## [INSTRUCTIONS TO FOLLOW]
Write out, from the entries below, exactly the lines that run between the lines holding "filename crates/quill-tonic-core/src/common/mod.rs" and "domain record types.", inclusive, and stop there.
BEGIN RECORDS SUPPLIED
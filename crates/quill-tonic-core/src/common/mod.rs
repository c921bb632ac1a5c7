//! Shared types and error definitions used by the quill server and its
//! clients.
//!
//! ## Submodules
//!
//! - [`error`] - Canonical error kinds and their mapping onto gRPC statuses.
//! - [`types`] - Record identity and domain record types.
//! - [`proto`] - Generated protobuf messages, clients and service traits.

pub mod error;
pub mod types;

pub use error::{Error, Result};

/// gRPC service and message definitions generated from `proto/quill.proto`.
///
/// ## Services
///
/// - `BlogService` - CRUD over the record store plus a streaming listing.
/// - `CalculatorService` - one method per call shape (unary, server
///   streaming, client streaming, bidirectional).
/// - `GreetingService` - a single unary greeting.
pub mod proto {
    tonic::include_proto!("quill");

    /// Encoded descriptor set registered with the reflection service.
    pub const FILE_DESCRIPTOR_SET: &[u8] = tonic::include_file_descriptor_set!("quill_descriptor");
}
END RECORDS SUPPLIED
BEGIN RECORDS SUPPLIED
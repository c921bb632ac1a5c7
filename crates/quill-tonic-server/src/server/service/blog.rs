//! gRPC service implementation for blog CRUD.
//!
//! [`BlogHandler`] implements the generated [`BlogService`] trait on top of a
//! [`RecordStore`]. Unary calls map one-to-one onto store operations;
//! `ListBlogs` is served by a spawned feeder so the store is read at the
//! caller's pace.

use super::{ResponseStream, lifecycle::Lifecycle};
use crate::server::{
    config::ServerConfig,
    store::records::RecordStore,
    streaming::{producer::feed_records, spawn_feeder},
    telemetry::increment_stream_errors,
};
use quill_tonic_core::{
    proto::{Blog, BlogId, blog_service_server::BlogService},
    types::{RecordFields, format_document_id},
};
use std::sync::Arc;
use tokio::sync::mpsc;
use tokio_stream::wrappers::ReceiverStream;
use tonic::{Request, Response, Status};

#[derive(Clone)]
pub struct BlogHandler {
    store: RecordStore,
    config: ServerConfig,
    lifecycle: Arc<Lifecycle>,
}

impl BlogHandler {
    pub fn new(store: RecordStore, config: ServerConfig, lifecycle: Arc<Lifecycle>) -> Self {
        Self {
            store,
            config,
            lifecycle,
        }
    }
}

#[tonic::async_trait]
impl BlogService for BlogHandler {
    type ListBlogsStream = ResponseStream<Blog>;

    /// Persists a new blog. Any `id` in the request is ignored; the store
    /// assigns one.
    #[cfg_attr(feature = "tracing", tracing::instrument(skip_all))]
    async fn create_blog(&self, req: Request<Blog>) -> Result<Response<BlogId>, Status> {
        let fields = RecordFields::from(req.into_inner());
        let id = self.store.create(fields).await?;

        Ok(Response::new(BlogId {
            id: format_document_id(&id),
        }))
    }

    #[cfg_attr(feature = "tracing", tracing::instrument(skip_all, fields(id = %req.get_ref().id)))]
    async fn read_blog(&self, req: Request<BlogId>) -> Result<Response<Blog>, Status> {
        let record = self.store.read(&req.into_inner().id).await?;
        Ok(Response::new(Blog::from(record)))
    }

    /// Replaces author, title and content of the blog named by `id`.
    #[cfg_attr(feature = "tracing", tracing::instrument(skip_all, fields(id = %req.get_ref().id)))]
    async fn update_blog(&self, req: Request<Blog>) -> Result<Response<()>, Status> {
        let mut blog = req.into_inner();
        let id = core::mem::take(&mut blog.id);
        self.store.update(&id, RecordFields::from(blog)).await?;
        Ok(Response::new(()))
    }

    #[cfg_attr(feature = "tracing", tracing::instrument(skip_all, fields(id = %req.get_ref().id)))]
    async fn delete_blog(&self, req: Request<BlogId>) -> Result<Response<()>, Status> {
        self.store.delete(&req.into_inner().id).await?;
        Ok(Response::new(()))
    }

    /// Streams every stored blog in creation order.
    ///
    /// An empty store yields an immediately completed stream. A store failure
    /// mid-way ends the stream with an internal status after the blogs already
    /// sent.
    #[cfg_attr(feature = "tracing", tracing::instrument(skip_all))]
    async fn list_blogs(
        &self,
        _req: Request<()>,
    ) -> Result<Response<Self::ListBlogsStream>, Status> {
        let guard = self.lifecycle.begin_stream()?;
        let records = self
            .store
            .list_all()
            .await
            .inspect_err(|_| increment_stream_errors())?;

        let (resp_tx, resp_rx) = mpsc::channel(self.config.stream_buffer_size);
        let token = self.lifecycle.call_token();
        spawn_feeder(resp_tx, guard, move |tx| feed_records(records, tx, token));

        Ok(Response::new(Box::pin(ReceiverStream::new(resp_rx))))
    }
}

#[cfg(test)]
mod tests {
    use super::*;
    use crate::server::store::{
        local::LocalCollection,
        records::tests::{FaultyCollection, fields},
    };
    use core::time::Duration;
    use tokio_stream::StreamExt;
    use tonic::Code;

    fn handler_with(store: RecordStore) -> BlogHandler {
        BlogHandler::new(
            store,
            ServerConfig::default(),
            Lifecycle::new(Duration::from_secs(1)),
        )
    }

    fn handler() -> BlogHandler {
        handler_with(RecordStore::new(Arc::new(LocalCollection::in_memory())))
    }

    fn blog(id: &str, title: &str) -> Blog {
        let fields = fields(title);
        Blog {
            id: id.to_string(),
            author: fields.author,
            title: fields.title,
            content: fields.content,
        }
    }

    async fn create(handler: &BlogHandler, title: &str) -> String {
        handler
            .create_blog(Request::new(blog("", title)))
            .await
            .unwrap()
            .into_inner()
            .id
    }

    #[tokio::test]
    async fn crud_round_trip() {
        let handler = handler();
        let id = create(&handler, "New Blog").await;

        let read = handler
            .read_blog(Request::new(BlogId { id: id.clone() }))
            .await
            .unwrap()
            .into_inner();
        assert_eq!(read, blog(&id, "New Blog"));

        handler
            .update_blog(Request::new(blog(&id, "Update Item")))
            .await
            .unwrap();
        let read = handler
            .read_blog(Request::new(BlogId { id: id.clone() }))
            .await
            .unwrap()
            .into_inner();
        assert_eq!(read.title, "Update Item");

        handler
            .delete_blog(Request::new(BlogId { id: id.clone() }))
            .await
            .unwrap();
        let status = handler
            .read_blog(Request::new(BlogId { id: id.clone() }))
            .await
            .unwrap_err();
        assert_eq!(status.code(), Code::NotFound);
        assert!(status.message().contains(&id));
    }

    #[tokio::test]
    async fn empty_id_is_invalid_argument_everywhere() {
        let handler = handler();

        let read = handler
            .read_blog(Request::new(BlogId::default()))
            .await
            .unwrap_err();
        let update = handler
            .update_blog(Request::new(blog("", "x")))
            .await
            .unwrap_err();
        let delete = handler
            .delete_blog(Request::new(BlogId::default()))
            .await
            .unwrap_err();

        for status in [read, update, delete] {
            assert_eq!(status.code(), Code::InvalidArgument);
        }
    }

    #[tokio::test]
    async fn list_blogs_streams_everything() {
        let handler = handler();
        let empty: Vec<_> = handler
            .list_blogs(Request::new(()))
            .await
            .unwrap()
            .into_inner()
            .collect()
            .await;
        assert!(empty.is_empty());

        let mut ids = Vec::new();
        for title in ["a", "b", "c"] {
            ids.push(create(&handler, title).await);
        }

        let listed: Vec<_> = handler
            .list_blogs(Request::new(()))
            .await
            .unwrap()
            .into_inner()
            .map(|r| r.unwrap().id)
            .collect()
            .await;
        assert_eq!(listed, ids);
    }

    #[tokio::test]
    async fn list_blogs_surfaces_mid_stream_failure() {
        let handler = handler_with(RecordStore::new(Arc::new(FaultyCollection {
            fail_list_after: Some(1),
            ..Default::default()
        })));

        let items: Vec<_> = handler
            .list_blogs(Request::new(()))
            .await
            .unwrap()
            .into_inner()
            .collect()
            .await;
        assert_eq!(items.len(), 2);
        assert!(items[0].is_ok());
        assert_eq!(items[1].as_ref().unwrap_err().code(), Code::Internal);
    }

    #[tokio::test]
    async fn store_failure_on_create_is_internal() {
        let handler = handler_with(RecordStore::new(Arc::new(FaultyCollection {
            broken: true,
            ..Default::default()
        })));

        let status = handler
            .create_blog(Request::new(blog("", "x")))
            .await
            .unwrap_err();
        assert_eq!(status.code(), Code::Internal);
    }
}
END RECORDS SUPPLIED
BEGIN RECORDS SUPPLIED
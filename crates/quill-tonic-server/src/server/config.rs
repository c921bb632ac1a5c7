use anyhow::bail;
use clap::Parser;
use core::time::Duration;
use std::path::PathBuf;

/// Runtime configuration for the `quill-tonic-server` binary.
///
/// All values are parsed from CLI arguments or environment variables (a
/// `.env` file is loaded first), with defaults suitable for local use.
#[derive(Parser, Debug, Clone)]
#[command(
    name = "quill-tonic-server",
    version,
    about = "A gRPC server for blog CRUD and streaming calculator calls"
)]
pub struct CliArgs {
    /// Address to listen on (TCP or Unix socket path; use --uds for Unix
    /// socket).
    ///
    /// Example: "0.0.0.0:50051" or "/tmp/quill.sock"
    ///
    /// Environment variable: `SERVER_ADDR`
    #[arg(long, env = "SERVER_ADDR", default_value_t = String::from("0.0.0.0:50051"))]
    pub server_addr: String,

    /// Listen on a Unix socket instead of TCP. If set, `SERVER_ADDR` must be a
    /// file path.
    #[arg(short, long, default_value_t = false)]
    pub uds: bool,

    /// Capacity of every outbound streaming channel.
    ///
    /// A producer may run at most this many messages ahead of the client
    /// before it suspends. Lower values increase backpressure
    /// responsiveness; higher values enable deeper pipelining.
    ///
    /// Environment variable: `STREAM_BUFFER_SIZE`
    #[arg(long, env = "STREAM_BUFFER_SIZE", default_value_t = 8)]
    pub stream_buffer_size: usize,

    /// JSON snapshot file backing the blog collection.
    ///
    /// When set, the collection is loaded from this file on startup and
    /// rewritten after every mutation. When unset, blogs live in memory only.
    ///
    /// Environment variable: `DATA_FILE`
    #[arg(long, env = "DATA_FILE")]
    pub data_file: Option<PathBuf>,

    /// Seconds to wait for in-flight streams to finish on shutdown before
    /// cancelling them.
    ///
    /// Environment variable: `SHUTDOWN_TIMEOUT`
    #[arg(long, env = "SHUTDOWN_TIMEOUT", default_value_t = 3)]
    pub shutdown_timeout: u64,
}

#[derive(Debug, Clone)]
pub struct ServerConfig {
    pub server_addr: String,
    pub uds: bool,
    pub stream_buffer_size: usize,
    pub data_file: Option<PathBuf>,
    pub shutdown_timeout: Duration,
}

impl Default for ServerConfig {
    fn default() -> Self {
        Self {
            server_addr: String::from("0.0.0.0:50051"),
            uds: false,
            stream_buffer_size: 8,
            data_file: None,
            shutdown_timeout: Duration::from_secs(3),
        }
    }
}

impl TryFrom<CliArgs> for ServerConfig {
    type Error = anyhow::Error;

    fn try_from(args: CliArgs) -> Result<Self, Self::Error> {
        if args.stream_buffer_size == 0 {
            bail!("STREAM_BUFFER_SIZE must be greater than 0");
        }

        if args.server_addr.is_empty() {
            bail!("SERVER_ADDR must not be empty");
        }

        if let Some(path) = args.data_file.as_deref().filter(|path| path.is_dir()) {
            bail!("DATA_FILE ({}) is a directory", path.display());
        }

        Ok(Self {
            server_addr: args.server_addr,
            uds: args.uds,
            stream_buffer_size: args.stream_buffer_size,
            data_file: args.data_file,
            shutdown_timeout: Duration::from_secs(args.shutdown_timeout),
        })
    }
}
END RECORDS SUPPLIED
## [SOLUTION BELOW]
filename crates/quill-tonic-core/src/common/mod.rs
repository c921bb632ac1a5c7
//! Shared types and error definitions used by the quill server and its
//! clients.
//!
//! ## Submodules
//!
//! - [`error`] - Canonical error kinds and their mapping onto gRPC statuses.
//! - [`types`] - Record identity and domain record types.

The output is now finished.